INPUT FOR THIS TASK:
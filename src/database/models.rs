/*!
 * Database entity models and DTOs.
 *
 * These structures map directly to database tables and provide
 * type-safe access to persisted data.
 */

use serde::{Deserialize, Serialize};
use std::fmt;

use crate::errors::StoreError;

/// Quality band derived from a proofreading score
#[derive(Debug, Clone, Copy, PartialEq, Eq, Serialize, Deserialize)]
#[serde(rename_all = "snake_case")]
pub enum QualityBand {
    /// Score of 80 or more
    High,
    /// Score from 60 to 79
    Medium,
    /// Score below 60
    Low,
}

impl QualityBand {
    /// Classify a 0-100 score
    pub fn from_score(score: u8) -> Self {
        match score {
            80..=u8::MAX => QualityBand::High,
            60..=79 => QualityBand::Medium,
            _ => QualityBand::Low,
        }
    }
}

impl fmt::Display for QualityBand {
    fn fmt(&self, f: &mut fmt::Formatter<'_>) -> fmt::Result {
        match self {
            QualityBand::High => write!(f, "high"),
            QualityBand::Medium => write!(f, "medium"),
            QualityBand::Low => write!(f, "low"),
        }
    }
}

/// Current timestamp in the format stored by every table.
///
/// Fixed-width so that text ordering matches time ordering.
pub fn now_timestamp() -> String {
    chrono::Utc::now().to_rfc3339_opts(chrono::SecondsFormat::Micros, true)
}

/// Treat empty optional fields as absent; whitespace still counts as text
fn optional_text(value: &str) -> Option<&str> {
    if value.is_empty() { None } else { Some(value) }
}

/// Reusable ad copy template
#[derive(Debug, Clone, PartialEq, Serialize, Deserialize)]
pub struct AdCopy {
    /// Row identifier
    pub id: i64,
    /// Attention-grabbing main text
    pub headline: String,
    /// Main ad content, may embed `<placeholder>` tokens
    pub body: String,
    /// Call-to-action text, empty when absent
    pub link_text: String,
    /// Product or service name, empty when absent
    pub product: String,
    /// Creation timestamp (RFC 3339)
    pub created_at: String,
}

impl AdCopy {
    /// Link text if the ad has one
    pub fn link_text(&self) -> Option<&str> {
        optional_text(&self.link_text)
    }

    /// Product name if the ad has one
    pub fn product(&self) -> Option<&str> {
        optional_text(&self.product)
    }

    /// Headline shortened for listings
    pub fn short_headline(&self, max_chars: usize) -> String {
        truncate_chars(&self.headline, max_chars)
    }
}

/// Fields for creating or replacing an ad copy
#[derive(Debug, Clone, Default, PartialEq, Serialize, Deserialize)]
pub struct NewAdCopy {
    pub headline: String,
    pub body: String,
    #[serde(default)]
    pub link_text: String,
    #[serde(default)]
    pub product: String,
}

impl NewAdCopy {
    /// Build an ad copy with only the required fields
    pub fn new(headline: impl Into<String>, body: impl Into<String>) -> Self {
        Self {
            headline: headline.into(),
            body: body.into(),
            ..Default::default()
        }
    }

    /// Set the link text
    pub fn link_text(mut self, link_text: impl Into<String>) -> Self {
        self.link_text = link_text.into();
        self
    }

    /// Set the product name
    pub fn product(mut self, product: impl Into<String>) -> Self {
        self.product = product.into();
        self
    }

    /// Headline and body are required
    pub fn validate(&self) -> Result<(), StoreError> {
        if self.headline.trim().is_empty() {
            return Err(StoreError::invalid("ad copy", "headline is required"));
        }
        if self.body.trim().is_empty() {
            return Err(StoreError::invalid("ad copy", "body is required"));
        }
        Ok(())
    }
}

/// Editable fields of an ad copy; every field is replaced on update
pub type AdCopyUpdate = NewAdCopy;

/// Per-market translation settings
#[derive(Debug, Clone, PartialEq, Serialize, Deserialize)]
pub struct CountryPrompt {
    /// Row identifier
    pub id: i64,
    /// Two-letter upper-case country code
    pub country_code: String,
    /// Target language name, e.g. "Japanese"
    pub language: String,
    /// Role guidance for the model
    pub system_prompt: String,
    /// Task-specific guidance for the model
    pub user_prompt: String,
    /// Creation timestamp (RFC 3339)
    pub created_at: String,
}

/// Fields for adding a country
#[derive(Debug, Clone, Default, PartialEq, Serialize, Deserialize)]
pub struct NewCountryPrompt {
    pub country_code: String,
    pub language: String,
    pub system_prompt: String,
    pub user_prompt: String,
}

impl NewCountryPrompt {
    /// Build a country entry; the code is normalized to upper case
    pub fn new(country_code: impl Into<String>, language: impl Into<String>) -> Self {
        Self {
            country_code: normalize_country_code(&country_code.into()),
            language: language.into().trim().to_string(),
            ..Default::default()
        }
    }

    /// Set the system prompt
    pub fn system_prompt(mut self, system_prompt: impl Into<String>) -> Self {
        self.system_prompt = system_prompt.into();
        self
    }

    /// Set the user prompt
    pub fn user_prompt(mut self, user_prompt: impl Into<String>) -> Self {
        self.user_prompt = user_prompt.into();
        self
    }

    /// Country code must be two ASCII letters and language is required
    pub fn validate(&self) -> Result<(), StoreError> {
        validate_country_code(&self.country_code)?;
        if self.language.trim().is_empty() {
            return Err(StoreError::invalid("country", "language is required"));
        }
        Ok(())
    }
}

/// Upper-case and trim a country code
pub fn normalize_country_code(code: &str) -> String {
    code.trim().to_ascii_uppercase()
}

/// Check a (normalized) two-letter country code
pub fn validate_country_code(code: &str) -> Result<(), StoreError> {
    if code.len() == 2 && code.chars().all(|c| c.is_ascii_uppercase()) {
        Ok(())
    } else {
        Err(StoreError::invalid(
            "country",
            format!("country code must be two letters, got '{}'", code),
        ))
    }
}

/// Translated ad copy for one country
#[derive(Debug, Clone, PartialEq, Serialize, Deserialize)]
pub struct Translation {
    /// Row identifier
    pub id: i64,
    /// Source ad copy
    pub ad_copy_id: i64,
    /// Target country code
    pub country_code: String,
    /// Target language name
    pub language: String,
    pub headline: String,
    pub body: String,
    pub link_text: String,
    pub product: String,
    /// Proofreading score (0-100)
    pub quality_score: u8,
    /// Creation timestamp (RFC 3339)
    pub created_at: String,
}

impl Translation {
    /// Quality band of this translation
    pub fn quality_band(&self) -> QualityBand {
        QualityBand::from_score(self.quality_score)
    }
}

/// Fields for inserting a translation
#[derive(Debug, Clone, PartialEq, Serialize, Deserialize)]
pub struct NewTranslation {
    pub ad_copy_id: i64,
    pub country_code: String,
    pub language: String,
    pub headline: String,
    pub body: String,
    pub link_text: String,
    pub product: String,
    pub quality_score: u8,
}

impl NewTranslation {
    /// Scores are percentages
    pub fn validate(&self) -> Result<(), StoreError> {
        if self.quality_score > 100 {
            return Err(StoreError::invalid(
                "translation",
                format!("quality score {} is above 100", self.quality_score),
            ));
        }
        validate_country_code(&self.country_code)
    }
}

/// Editable fields of a translation
#[derive(Debug, Clone, Default, PartialEq, Serialize, Deserialize)]
pub struct TranslationUpdate {
    pub headline: String,
    pub body: String,
    pub link_text: String,
    pub product: String,
}

impl From<&Translation> for TranslationUpdate {
    fn from(translation: &Translation) -> Self {
        Self {
            headline: translation.headline.clone(),
            body: translation.body.clone(),
            link_text: translation.link_text.clone(),
            product: translation.product.clone(),
        }
    }
}

impl From<&AdCopy> for NewAdCopy {
    fn from(ad: &AdCopy) -> Self {
        Self {
            headline: ad.headline.clone(),
            body: ad.body.clone(),
            link_text: ad.link_text.clone(),
            product: ad.product.clone(),
        }
    }
}

/// Query filters for listing translations
#[derive(Debug, Clone, Default, PartialEq)]
pub struct TranslationFilter {
    /// Only this country
    pub country_code: Option<String>,
    /// Only translations of this ad copy
    pub ad_copy_id: Option<i64>,
    /// Minimum quality score (inclusive)
    pub min_quality: u8,
}

/// Cut a string to at most `max_chars` characters, appending "..." when cut
pub fn truncate_chars(text: &str, max_chars: usize) -> String {
    if text.chars().count() <= max_chars {
        return text.to_string();
    }
    let cut: String = text.chars().take(max_chars).collect();
    format!("{}...", cut)
}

WHAT YOU ARE ASKED TO DO:
Filter the entries by the string "letters" and copy each matching line.

RESPONSE TO THIS TASK:
    /// Country code must be two ASCII letters and language is required
            format!("country code must be two letters, got '{}'", code),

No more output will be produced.